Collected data
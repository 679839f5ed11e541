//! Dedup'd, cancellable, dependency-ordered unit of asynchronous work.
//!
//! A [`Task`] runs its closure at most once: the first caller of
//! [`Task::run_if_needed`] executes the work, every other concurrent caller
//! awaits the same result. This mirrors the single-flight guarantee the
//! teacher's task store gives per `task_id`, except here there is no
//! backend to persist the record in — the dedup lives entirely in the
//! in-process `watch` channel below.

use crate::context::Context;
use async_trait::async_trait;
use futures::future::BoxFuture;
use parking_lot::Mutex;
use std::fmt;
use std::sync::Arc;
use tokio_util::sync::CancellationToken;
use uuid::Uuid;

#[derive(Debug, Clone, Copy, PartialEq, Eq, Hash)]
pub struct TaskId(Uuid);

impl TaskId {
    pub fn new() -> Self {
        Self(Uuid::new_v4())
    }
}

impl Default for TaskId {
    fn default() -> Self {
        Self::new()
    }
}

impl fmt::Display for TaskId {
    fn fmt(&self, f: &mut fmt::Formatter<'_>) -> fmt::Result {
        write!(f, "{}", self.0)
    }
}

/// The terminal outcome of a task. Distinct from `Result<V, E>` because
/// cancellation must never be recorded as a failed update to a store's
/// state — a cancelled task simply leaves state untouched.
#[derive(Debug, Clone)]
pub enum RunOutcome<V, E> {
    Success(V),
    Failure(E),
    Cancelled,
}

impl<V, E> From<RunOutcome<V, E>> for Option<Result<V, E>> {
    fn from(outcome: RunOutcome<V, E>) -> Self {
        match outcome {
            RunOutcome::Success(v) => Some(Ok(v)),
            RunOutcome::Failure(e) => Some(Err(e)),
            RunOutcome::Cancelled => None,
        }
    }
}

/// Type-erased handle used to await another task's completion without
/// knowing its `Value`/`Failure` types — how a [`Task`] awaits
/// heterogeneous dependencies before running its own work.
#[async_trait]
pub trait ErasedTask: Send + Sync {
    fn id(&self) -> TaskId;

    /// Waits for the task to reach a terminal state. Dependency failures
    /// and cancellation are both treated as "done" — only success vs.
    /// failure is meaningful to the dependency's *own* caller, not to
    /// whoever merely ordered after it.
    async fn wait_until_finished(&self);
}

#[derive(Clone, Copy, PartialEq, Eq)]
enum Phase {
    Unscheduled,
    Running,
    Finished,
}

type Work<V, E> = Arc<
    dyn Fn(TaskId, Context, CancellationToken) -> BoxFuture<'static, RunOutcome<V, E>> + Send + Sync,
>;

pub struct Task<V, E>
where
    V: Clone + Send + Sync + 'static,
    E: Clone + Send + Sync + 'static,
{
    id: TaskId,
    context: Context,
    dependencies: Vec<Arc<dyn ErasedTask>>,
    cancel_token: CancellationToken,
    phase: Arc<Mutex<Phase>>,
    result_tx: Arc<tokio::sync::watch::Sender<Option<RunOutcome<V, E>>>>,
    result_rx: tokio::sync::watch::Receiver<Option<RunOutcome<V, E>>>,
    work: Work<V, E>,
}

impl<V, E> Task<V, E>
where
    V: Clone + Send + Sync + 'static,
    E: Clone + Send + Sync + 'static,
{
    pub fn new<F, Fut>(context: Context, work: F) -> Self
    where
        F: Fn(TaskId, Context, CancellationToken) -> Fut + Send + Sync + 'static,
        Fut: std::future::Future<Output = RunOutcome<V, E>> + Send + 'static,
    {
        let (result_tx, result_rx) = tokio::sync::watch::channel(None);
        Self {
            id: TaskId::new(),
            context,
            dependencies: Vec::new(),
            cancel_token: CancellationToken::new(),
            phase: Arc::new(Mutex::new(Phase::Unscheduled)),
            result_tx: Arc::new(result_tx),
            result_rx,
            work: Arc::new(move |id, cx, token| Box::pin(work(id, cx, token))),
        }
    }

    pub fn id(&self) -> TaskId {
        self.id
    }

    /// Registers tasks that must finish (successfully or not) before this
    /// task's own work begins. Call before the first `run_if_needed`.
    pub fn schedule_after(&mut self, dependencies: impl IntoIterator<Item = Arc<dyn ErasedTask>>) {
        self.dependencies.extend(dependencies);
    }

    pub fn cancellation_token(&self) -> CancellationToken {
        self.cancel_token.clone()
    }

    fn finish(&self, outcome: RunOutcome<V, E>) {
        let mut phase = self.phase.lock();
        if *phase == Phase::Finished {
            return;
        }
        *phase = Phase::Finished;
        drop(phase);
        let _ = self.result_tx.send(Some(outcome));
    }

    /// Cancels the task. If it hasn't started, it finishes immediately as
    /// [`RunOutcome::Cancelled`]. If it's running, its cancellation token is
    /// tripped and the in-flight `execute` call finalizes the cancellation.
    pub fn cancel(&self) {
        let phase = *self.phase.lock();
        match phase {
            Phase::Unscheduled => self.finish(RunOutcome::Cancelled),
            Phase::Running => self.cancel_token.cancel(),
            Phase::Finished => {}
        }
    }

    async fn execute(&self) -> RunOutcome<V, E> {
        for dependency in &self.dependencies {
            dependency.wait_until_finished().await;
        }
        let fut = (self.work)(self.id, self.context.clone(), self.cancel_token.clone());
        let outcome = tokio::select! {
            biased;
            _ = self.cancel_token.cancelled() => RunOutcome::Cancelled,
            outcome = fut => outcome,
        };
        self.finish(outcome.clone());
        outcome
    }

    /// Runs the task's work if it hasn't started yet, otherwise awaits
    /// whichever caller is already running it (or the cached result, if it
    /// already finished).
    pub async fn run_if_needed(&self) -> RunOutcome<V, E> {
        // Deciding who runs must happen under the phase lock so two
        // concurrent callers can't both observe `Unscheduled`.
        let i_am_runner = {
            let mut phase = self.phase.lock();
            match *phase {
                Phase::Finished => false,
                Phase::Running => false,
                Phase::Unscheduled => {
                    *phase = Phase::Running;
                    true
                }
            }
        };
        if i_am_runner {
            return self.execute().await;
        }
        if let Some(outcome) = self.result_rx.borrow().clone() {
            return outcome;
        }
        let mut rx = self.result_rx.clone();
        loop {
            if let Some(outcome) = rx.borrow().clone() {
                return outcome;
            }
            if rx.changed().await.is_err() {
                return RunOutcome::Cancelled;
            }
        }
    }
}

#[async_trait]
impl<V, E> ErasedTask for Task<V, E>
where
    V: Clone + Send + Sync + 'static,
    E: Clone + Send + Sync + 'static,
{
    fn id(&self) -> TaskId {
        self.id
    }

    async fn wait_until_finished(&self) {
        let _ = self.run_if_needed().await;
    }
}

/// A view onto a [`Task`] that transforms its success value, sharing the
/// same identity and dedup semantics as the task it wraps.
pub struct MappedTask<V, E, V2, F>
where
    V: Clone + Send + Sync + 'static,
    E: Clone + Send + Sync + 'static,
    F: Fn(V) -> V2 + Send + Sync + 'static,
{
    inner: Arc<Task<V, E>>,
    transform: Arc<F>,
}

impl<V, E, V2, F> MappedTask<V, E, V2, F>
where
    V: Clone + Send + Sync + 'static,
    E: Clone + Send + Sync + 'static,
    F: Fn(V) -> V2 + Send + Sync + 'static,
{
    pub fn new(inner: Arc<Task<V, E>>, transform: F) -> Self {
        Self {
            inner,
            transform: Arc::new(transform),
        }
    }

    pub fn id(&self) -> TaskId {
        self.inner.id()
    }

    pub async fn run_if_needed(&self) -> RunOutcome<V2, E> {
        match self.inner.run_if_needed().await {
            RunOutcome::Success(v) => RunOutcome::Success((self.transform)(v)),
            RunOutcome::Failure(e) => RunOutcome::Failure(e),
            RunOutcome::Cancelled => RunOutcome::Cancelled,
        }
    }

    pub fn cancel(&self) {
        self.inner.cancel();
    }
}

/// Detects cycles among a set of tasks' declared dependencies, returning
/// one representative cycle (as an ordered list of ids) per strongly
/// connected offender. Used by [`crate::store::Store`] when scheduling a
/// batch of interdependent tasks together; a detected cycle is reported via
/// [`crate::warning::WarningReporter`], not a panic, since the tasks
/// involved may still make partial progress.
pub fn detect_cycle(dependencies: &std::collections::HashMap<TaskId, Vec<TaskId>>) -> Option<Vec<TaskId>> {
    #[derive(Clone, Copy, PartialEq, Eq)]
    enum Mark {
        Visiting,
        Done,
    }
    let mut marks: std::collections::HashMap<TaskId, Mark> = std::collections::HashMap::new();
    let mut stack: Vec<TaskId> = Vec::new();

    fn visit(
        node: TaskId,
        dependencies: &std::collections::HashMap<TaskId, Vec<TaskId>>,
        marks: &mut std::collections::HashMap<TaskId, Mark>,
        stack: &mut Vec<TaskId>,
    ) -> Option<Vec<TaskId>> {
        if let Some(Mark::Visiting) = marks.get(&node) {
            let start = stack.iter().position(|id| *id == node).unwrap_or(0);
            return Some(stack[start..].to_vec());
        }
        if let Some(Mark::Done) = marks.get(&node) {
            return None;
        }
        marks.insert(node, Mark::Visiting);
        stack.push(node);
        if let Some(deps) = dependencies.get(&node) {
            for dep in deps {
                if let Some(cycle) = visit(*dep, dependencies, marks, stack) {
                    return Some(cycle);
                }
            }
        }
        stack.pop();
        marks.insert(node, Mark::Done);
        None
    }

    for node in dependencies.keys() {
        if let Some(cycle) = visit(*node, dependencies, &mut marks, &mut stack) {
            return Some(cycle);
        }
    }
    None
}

--

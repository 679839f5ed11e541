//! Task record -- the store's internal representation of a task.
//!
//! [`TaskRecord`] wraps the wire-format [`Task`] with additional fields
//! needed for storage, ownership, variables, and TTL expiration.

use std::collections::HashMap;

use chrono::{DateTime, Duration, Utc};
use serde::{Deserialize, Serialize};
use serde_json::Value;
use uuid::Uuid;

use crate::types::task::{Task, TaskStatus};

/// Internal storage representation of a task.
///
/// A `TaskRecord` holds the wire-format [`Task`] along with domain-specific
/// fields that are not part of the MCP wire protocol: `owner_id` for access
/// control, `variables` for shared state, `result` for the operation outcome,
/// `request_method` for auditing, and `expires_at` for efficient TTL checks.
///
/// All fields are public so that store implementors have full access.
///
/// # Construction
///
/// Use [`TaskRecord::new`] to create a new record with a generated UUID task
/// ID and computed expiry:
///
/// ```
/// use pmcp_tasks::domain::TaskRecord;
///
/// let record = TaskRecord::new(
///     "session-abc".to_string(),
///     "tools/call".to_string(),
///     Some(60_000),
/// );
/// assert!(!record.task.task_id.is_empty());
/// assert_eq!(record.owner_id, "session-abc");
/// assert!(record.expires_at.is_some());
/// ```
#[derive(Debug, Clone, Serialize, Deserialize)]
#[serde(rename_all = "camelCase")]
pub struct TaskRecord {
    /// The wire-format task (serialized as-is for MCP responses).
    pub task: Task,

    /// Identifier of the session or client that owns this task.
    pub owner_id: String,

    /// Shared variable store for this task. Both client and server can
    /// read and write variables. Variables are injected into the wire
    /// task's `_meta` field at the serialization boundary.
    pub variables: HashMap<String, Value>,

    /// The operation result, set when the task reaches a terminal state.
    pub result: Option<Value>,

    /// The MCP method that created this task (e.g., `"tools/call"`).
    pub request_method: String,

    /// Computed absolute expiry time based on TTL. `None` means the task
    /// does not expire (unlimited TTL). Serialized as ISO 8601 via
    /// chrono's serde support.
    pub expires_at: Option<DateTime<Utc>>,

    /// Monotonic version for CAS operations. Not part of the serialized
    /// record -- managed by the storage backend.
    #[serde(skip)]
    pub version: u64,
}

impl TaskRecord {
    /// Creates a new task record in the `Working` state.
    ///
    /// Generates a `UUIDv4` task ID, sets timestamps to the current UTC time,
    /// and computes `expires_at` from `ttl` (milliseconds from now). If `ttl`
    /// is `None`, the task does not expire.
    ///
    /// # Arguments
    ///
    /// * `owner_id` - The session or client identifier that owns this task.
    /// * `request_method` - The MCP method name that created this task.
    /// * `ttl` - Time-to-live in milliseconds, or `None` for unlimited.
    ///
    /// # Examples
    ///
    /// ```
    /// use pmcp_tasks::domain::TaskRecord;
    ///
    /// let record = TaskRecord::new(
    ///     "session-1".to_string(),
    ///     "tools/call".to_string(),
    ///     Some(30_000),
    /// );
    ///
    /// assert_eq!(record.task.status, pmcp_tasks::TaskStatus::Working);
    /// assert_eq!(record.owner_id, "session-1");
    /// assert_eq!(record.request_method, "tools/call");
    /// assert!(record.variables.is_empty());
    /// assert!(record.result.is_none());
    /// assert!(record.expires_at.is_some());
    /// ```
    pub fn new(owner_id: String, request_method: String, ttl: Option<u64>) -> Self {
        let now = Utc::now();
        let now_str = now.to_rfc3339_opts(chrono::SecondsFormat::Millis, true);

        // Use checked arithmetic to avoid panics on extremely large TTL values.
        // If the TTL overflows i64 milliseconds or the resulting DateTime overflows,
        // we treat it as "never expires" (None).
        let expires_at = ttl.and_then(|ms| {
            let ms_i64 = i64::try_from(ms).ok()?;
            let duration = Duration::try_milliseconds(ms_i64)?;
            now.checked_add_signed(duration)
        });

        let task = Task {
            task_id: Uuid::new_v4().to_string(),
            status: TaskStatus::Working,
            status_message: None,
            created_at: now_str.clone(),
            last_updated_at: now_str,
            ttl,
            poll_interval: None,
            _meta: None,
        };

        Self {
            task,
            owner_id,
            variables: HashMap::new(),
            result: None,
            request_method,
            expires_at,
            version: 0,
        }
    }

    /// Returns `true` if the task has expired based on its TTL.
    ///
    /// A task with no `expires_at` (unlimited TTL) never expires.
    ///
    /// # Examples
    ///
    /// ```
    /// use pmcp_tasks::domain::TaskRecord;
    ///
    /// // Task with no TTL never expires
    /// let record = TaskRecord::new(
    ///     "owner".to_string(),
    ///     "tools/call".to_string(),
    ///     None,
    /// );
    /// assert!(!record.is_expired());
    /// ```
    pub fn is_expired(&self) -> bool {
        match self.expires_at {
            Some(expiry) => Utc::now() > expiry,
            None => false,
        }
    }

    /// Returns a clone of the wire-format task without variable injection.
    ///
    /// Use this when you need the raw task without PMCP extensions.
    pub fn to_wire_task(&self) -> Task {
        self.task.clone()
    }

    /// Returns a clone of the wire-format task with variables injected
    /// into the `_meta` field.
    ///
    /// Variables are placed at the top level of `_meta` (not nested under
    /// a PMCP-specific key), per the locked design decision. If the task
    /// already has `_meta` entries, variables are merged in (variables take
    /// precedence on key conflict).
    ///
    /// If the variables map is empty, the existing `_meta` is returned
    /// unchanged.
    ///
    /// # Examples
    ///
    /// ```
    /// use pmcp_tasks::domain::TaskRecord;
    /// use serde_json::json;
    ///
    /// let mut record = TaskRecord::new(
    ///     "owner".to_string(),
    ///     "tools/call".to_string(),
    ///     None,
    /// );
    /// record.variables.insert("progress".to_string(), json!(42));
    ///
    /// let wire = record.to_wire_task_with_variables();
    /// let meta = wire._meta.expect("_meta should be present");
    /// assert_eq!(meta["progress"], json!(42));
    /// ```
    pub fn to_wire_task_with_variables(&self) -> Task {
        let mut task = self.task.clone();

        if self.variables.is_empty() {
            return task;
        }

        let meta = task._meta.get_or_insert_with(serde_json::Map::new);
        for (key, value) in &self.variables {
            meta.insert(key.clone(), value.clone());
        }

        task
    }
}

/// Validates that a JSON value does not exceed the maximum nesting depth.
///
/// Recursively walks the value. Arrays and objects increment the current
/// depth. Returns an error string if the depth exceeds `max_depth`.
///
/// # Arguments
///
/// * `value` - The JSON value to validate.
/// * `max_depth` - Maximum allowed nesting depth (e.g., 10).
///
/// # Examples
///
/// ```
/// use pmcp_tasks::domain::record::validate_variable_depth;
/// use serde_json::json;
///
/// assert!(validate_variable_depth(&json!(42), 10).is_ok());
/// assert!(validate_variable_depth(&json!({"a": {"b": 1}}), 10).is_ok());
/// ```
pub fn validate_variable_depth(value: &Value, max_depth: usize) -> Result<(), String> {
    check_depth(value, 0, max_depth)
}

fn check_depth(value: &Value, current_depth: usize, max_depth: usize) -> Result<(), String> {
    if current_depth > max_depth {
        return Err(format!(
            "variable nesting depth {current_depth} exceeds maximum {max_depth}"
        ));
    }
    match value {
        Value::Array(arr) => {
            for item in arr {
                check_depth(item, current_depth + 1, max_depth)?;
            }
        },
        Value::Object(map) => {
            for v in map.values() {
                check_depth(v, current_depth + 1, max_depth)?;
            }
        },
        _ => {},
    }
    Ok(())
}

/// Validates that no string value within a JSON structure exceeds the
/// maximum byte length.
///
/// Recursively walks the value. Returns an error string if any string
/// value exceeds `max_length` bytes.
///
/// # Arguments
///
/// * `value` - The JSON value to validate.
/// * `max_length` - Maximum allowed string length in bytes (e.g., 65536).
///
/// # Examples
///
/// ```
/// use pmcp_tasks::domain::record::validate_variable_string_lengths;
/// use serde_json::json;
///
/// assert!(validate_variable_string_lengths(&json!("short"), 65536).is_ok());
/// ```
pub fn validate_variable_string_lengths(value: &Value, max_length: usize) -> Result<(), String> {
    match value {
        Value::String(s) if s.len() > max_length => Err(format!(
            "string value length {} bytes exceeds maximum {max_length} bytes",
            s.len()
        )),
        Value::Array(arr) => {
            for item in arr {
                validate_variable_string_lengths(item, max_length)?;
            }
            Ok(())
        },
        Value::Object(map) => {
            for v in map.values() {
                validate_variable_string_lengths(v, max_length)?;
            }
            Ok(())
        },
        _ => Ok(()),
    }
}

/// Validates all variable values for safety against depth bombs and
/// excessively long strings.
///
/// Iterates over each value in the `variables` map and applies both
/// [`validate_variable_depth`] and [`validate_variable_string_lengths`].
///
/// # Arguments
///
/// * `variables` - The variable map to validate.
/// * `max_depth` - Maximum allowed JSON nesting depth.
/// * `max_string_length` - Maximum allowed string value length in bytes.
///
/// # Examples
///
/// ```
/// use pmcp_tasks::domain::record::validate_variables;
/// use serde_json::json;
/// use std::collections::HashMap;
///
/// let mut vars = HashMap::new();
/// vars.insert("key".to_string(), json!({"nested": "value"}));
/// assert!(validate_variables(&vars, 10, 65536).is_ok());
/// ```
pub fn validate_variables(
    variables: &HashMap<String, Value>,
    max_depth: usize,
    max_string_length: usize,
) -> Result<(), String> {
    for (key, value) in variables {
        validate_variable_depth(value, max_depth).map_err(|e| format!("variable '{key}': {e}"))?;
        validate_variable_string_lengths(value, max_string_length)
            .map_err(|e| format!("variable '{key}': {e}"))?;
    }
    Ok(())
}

__Assignment__:
Lines to set down from above: the line with "only success vs.", the line with "type Work<V, E> = Arc<", and every line between, each exactly as written.

__Your solution__:
    /// and cancellation are both treated as "done" — only success vs.
    /// failure is meaningful to the dependency's *own* caller, not to
    /// whoever merely ordered after it.
    async fn wait_until_finished(&self);
}

#[derive(Clone, Copy, PartialEq, Eq)]
enum Phase {
    Unscheduled,
    Running,
    Finished,
}

type Work<V, E> = Arc<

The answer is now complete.